After learning quite a few things about Machine Learning and having trained two to three models, the first thing (well... one of the first things) that comes to your mind is... Its time to put Machine Learning to work and predict the Stock Market and become rich!
Well the becoming rich part might be too far from reality (maybe) as the market is quite unstable and unpredictable, but there is no harm in trying out the amazing power of Machine Learning and analyzing the outcome. Well that's the fun in Machine Learning. We are never going to know the outcome unless we try!

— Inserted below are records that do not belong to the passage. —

use axum::extract::{Path, Query, State};
use axum::response::IntoResponse;
use axum::Json;
use serde_json::{json, Value};

use crate::error::{AppError, AppResult};
use crate::models::{Property, PropertyKind};
use crate::repository::registry;
use crate::schemas::{
    clamp_limit_in_range, validate_input, AssignTenantInput, CreatePropertyInput, CreateUnitInput,
    PropertiesQuery, PropertyPath, UnitsQuery,
};
use crate::services::occupancy;
use crate::state::AppState;

pub fn router() -> axum::Router<AppState> {
    axum::Router::new()
        .route(
            "/properties",
            axum::routing::get(list_properties).post(create_property),
        )
        .route(
            "/properties/assign-tenant",
            axum::routing::post(assign_tenant),
        )
        .route("/properties/{property_id}", axum::routing::get(get_property))
        .route(
            "/properties/{property_id}/units",
            axum::routing::get(list_units).post(create_unit),
        )
}

async fn create_property(
    State(state): State<AppState>,
    Json(payload): Json<CreatePropertyInput>,
) -> AppResult<impl IntoResponse> {
    validate_input(&payload)?;
    match payload.kind {
        PropertyKind::Standard if payload.price.is_none() => {
            return Err(AppError::Validation(
                "A standard property requires a rent price.".to_string(),
            ));
        }
        PropertyKind::MultiUnit if payload.price.is_some() => {
            return Err(AppError::Validation(
                "A multi-unit property carries no price of its own; price the units instead."
                    .to_string(),
            ));
        }
        _ => {}
    }
    registry::get_landlord(&state.db_pool, payload.landlord_id).await?;

    let created = registry::insert_property(&state.db_pool, &payload).await?;
    Ok((axum::http::StatusCode::CREATED, Json(created)))
}

async fn list_properties(
    State(state): State<AppState>,
    Query(query): Query<PropertiesQuery>,
) -> AppResult<Json<Value>> {
    let rows = registry::list_properties(
        &state.db_pool,
        query.status,
        clamp_limit_in_range(query.limit, 1, 500),
        query.offset,
    )
    .await?;
    Ok(Json(json!({ "data": rows })))
}

async fn get_property(
    State(state): State<AppState>,
    Path(path): Path<PropertyPath>,
) -> AppResult<Json<Property>> {
    let property = registry::get_property(&state.db_pool, path.property_id).await?;
    Ok(Json(property))
}

async fn create_unit(
    State(state): State<AppState>,
    Path(path): Path<PropertyPath>,
    Json(payload): Json<CreateUnitInput>,
) -> AppResult<impl IntoResponse> {
    validate_input(&payload)?;
    let property = registry::get_property(&state.db_pool, path.property_id).await?;
    if property.kind != PropertyKind::MultiUnit {
        return Err(AppError::BusinessRule(
            "Units can only be added to a multi-unit property.".to_string(),
        ));
    }

    let created = registry::insert_unit(&state.db_pool, property.id, &payload).await?;
    Ok((axum::http::StatusCode::CREATED, Json(created)))
}

async fn list_units(
    State(state): State<AppState>,
    Path(path): Path<PropertyPath>,
    Query(query): Query<UnitsQuery>,
) -> AppResult<Json<Value>> {
    registry::get_property(&state.db_pool, path.property_id).await?;
    let rows = registry::list_units(&state.db_pool, path.property_id, query.status).await?;
    Ok(Json(json!({ "data": rows })))
}

async fn assign_tenant(
    State(state): State<AppState>,
    Json(payload): Json<AssignTenantInput>,
) -> AppResult<Json<Value>> {
    occupancy::assign_tenant(&state.db_pool, &payload).await?;
    Ok(Json(json!({ "message": "Tenant assigned successfully." })))
}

So, this post is all about me trying to predict the Stock Market using LSTM (Long Short-Term Memory). Don't worry if you are unfamiliar with LSTM or heck with it, even Machine Learning, I have written this post in such a lucid manner that even a baby can understand and comprehend the working idea behind it (maybe).
If you are only interested in the code that I wrote, feel free to skip to the very end of this post. You will find the link to my GitHub repository.

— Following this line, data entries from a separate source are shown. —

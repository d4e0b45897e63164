use axum::extract::{Path, Query, State};
use axum::response::IntoResponse;
use axum::Json;
use serde_json::{json, Value};

use crate::error::AppResult;
use crate::models::Tenant;
use crate::repository::{ledger as ledger_store, registry};
use crate::schemas::{
    clamp_limit_in_range, validate_input, CreateTenantInput, ListQuery, RenewLeaseInput, TenantPath,
};
use crate::services::{ledger, occupancy};
use crate::state::AppState;

pub fn router() -> axum::Router<AppState> {
    axum::Router::new()
        .route(
            "/tenants",
            axum::routing::get(list_tenants).post(create_tenant),
        )
        .route("/tenants/{tenant_id}", axum::routing::get(get_tenant))
        .route(
            "/tenants/{tenant_id}/payments",
            axum::routing::get(payment_history),
        )
        .route("/tenants/{tenant_id}/renew", axum::routing::post(renew_lease))
        .route(
            "/tenants/{tenant_id}/end-lease",
            axum::routing::post(end_lease),
        )
}

async fn create_tenant(
    State(state): State<AppState>,
    Json(payload): Json<CreateTenantInput>,
) -> AppResult<impl IntoResponse> {
    validate_input(&payload)?;
    let created = registry::insert_tenant(&state.db_pool, &payload).await?;
    Ok((axum::http::StatusCode::CREATED, Json(created)))
}

async fn list_tenants(
    State(state): State<AppState>,
    Query(query): Query<ListQuery>,
) -> AppResult<Json<Value>> {
    let rows = registry::list_tenants(
        &state.db_pool,
        clamp_limit_in_range(query.limit, 1, 500),
        query.offset,
    )
    .await?;
    Ok(Json(json!({ "data": rows })))
}

async fn get_tenant(
    State(state): State<AppState>,
    Path(path): Path<TenantPath>,
) -> AppResult<Json<Tenant>> {
    let tenant = registry::get_tenant(&state.db_pool, path.tenant_id).await?;
    Ok(Json(tenant))
}

async fn payment_history(
    State(state): State<AppState>,
    Path(path): Path<TenantPath>,
    Query(query): Query<ListQuery>,
) -> AppResult<Json<Value>> {
    registry::get_tenant(&state.db_pool, path.tenant_id).await?;
    let rows = ledger_store::list_payments(
        &state.db_pool,
        Some(path.tenant_id),
        clamp_limit_in_range(query.limit, 1, 500),
        query.offset,
    )
    .await?;
    Ok(Json(json!({ "data": rows })))
}

/// Renew the lease and record the renewal payment in one transaction.
async fn renew_lease(
    State(state): State<AppState>,
    Path(path): Path<TenantPath>,
    Json(payload): Json<RenewLeaseInput>,
) -> AppResult<impl IntoResponse> {
    validate_input(&payload)?;
    let outcome =
        ledger::renew_lease_with_payment(&state.db_pool, path.tenant_id, &payload).await?;
    Ok((axum::http::StatusCode::CREATED, Json(outcome)))
}

async fn end_lease(
    State(state): State<AppState>,
    Path(path): Path<TenantPath>,
) -> AppResult<Json<Value>> {
    occupancy::end_lease(&state.db_pool, path.tenant_id).await?;
    Ok(Json(json!({ "message": "Lease ended successfully." })))
}
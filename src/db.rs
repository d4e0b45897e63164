use std::time::Duration;

use sqlx::postgres::PgPoolOptions;
use sqlx::PgPool;

use crate::config::AppConfig;

/// Build the shared connection pool. `connect_lazy` keeps startup
/// synchronous; the first query establishes the connection.
pub fn build_pool(config: &AppConfig) -> Result<PgPool, String> {
    let url = config
        .database_url
        .as_deref()
        .ok_or_else(|| "DATABASE_URL is not set.".to_string())?;

    PgPoolOptions::new()
        .max_connections(config.db_pool_max_connections)
        .min_connections(config.db_pool_min_connections)
        .acquire_timeout(Duration::from_secs(config.db_pool_acquire_timeout_seconds))
        .idle_timeout(Duration::from_secs(config.db_pool_idle_timeout_seconds))
        .connect_lazy(url)
        .map_err(|error| format!("Invalid DATABASE_URL: {error}"))
}
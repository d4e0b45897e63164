use axum::extract::Request;
use axum::middleware::Next;
use axum::response::Response;
use http::{HeaderName, HeaderValue};
use uuid::Uuid;

static X_REQUEST_ID: HeaderName = HeaderName::from_static("x-request-id");

/// Reuse an incoming request id or mint one, and echo it on the response
/// so log lines can be correlated across services.
pub async fn inject_request_id(mut request: Request, next: Next) -> Response {
    let request_id = request
        .headers()
        .get(&X_REQUEST_ID)
        .and_then(|value| value.to_str().ok())
        .map(ToOwned::to_owned)
        .unwrap_or_else(|| Uuid::new_v4().to_string());

    if let Ok(value) = HeaderValue::from_str(&request_id) {
        request.headers_mut().insert(X_REQUEST_ID.clone(), value);
    }

    let mut response = next.run(request).await;

    if let Ok(value) = HeaderValue::from_str(&request_id) {
        response.headers_mut().insert(X_REQUEST_ID.clone(), value);
    }
    response
}
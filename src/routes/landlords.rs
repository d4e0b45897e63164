use axum::extract::{Path, Query, State};
use axum::response::IntoResponse;
use axum::Json;
use chrono::Utc;
use serde_json::{json, Value};

use crate::error::{map_db_error, AppResult};
use crate::repository::{ledger as ledger_store, registry};
use crate::schemas::{
    clamp_limit_in_range, validate_input, CreateLandlordInput, CreateLedgerEntryInput,
    LandlordPath, ListQuery, StatementQuery,
};
use crate::services::statement;
use crate::state::AppState;

pub fn router() -> axum::Router<AppState> {
    axum::Router::new()
        .route(
            "/landlords",
            axum::routing::get(list_landlords).post(create_landlord),
        )
        .route("/landlords/{landlord_id}", axum::routing::get(get_landlord))
        .route(
            "/landlords/{landlord_id}/ledger-entries",
            axum::routing::get(list_ledger_entries).post(create_ledger_entry),
        )
        .route(
            "/landlords/{landlord_id}/statement",
            axum::routing::get(get_statement),
        )
}

async fn create_landlord(
    State(state): State<AppState>,
    Json(payload): Json<CreateLandlordInput>,
) -> AppResult<impl IntoResponse> {
    validate_input(&payload)?;
    let created = registry::insert_landlord(&state.db_pool, &payload).await?;
    Ok((axum::http::StatusCode::CREATED, Json(created)))
}

async fn list_landlords(
    State(state): State<AppState>,
    Query(query): Query<ListQuery>,
) -> AppResult<Json<Value>> {
    let rows = registry::list_landlords(
        &state.db_pool,
        clamp_limit_in_range(query.limit, 1, 500),
        query.offset,
    )
    .await?;
    Ok(Json(json!({ "data": rows })))
}

async fn get_landlord(
    State(state): State<AppState>,
    Path(path): Path<LandlordPath>,
) -> AppResult<Json<crate::models::Landlord>> {
    let landlord = registry::get_landlord(&state.db_pool, path.landlord_id).await?;
    Ok(Json(landlord))
}

/// Append a manual credit or debit to the landlord's ledger. Entries are
/// immutable once written; corrections are offsetting entries.
async fn create_ledger_entry(
    State(state): State<AppState>,
    Path(path): Path<LandlordPath>,
    Json(payload): Json<CreateLedgerEntryInput>,
) -> AppResult<impl IntoResponse> {
    validate_input(&payload)?;
    let landlord = registry::get_landlord(&state.db_pool, path.landlord_id).await?;

    let entry_date = payload
        .entry_date
        .unwrap_or_else(|| Utc::now().date_naive());

    let mut conn = state.db_pool.acquire().await.map_err(map_db_error)?;
    let created = ledger_store::insert_entry(
        &mut conn,
        &ledger_store::NewLedgerEntry {
            landlord_id: landlord.id,
            entry_date,
            narration: payload.narration.trim(),
            entry_type: payload.entry_type,
            amount: payload.amount,
            payment_method: &payload.payment_method,
        },
    )
    .await?;

    Ok((axum::http::StatusCode::CREATED, Json(created)))
}

async fn list_ledger_entries(
    State(state): State<AppState>,
    Path(path): Path<LandlordPath>,
    Query(query): Query<ListQuery>,
) -> AppResult<Json<Value>> {
    registry::get_landlord(&state.db_pool, path.landlord_id).await?;
    let rows = ledger_store::list_entries(
        &state.db_pool,
        path.landlord_id,
        clamp_limit_in_range(query.limit, 1, 1000),
        query.offset,
    )
    .await?;
    Ok(Json(json!({ "data": rows })))
}

async fn get_statement(
    State(state): State<AppState>,
    Path(path): Path<LandlordPath>,
    Query(query): Query<StatementQuery>,
) -> AppResult<Json<statement::Statement>> {
    let built = statement::build_statement(&state.db_pool, path.landlord_id, &query).await?;
    Ok(Json(built))
}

The topics that I will be covering is mentioned below. Feel free to jump and skip through them as you wish.
- A brief introduction to LSTM
- Background Information
- Predicting the Stock Market
- Tweaking the Hyper-parameters
- Bitcoin Market Models
- USD/CAD Forex Market Models
So Let's Begin.
LSTM or Long Short-Term Memory is an improvement over traditional RNN or Recurrent Neural Network in the sense that it can effectively “remember” long sequence of events in the past. Just like humans can derive information from the previous context and can chart his future actions, RNN and LSTM tends to imitate the same. The difference between RNN and LSTM is that RNN is used in places where the retention of memory is short, whereas LSTM is capable of connecting events that happened way earlier and the events that followed them.
Hence, it (LSTM) is one of the best choices when it comes to analyzing and predicting temporal dependent phenomena which spans over a long period of time or multiple instances in the past.

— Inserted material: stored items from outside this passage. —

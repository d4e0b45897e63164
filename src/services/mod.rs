pub mod ledger;
pub mod occupancy;
pub mod statement;
use std::time::Duration;

use axum::extract::State;
use axum::Json;
use chrono::Utc;
use serde_json::{json, Value};

use crate::state::AppState;

pub async fn health(State(state): State<AppState>) -> Json<Value> {
    // Wrap in a short timeout so the healthcheck always responds quickly,
    // even if the first DB connection hangs (e.g. DNS, SSL, TCP).
    let db_ok = match tokio::time::timeout(
        Duration::from_secs(3),
        sqlx::query("SELECT 1").fetch_one(&state.db_pool),
    )
    .await
    {
        Ok(Ok(_)) => true,
        Ok(Err(e)) => {
            tracing::error!(error = %e, "Health check DB query failed");
            false
        }
        Err(_) => {
            tracing::error!("Health check DB query timed out (3s)");
            false
        }
    };

    let status = if db_ok { "ok" } else { "degraded" };
    Json(json!({
        "status": status,
        "now": Utc::now().to_rfc3339(),
        "db": db_ok
    }))
}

LSTM is capable of performing three main operations: Forget, Input and Output. These operations are made possible with the help of trained neural network layers like the tanh layer and the sigmoid layer. These layers decide whether an information needs to be forgotten, updated and what values need to be given as output. LSTM learns which parameter to learn, what to forget and what to be updated during the training process. That is the reason why LSTM requires a huge amount of dataset during its training and validation process for a better result. The sigmoid layer decides the flow of information. Whether it needs to allow all of the information or some of it or nothing.
There are multiple gates that performs the role of Forget, Input and Output. These gates perform the respective operation on the cell state which carries information from the past. The forget gate layer tells the LSTM cell whether to keep the past information or completely throw away. The input gate determines what new information should be added to the cell state. The output gate finally gives the output which is a filtered version of the cell state.
Machine learning is a branch of artificial intelligence (AI) and computer science which focuses on the use of data and algorithms to imitate the way that humans learn, gradually improving its accuracy.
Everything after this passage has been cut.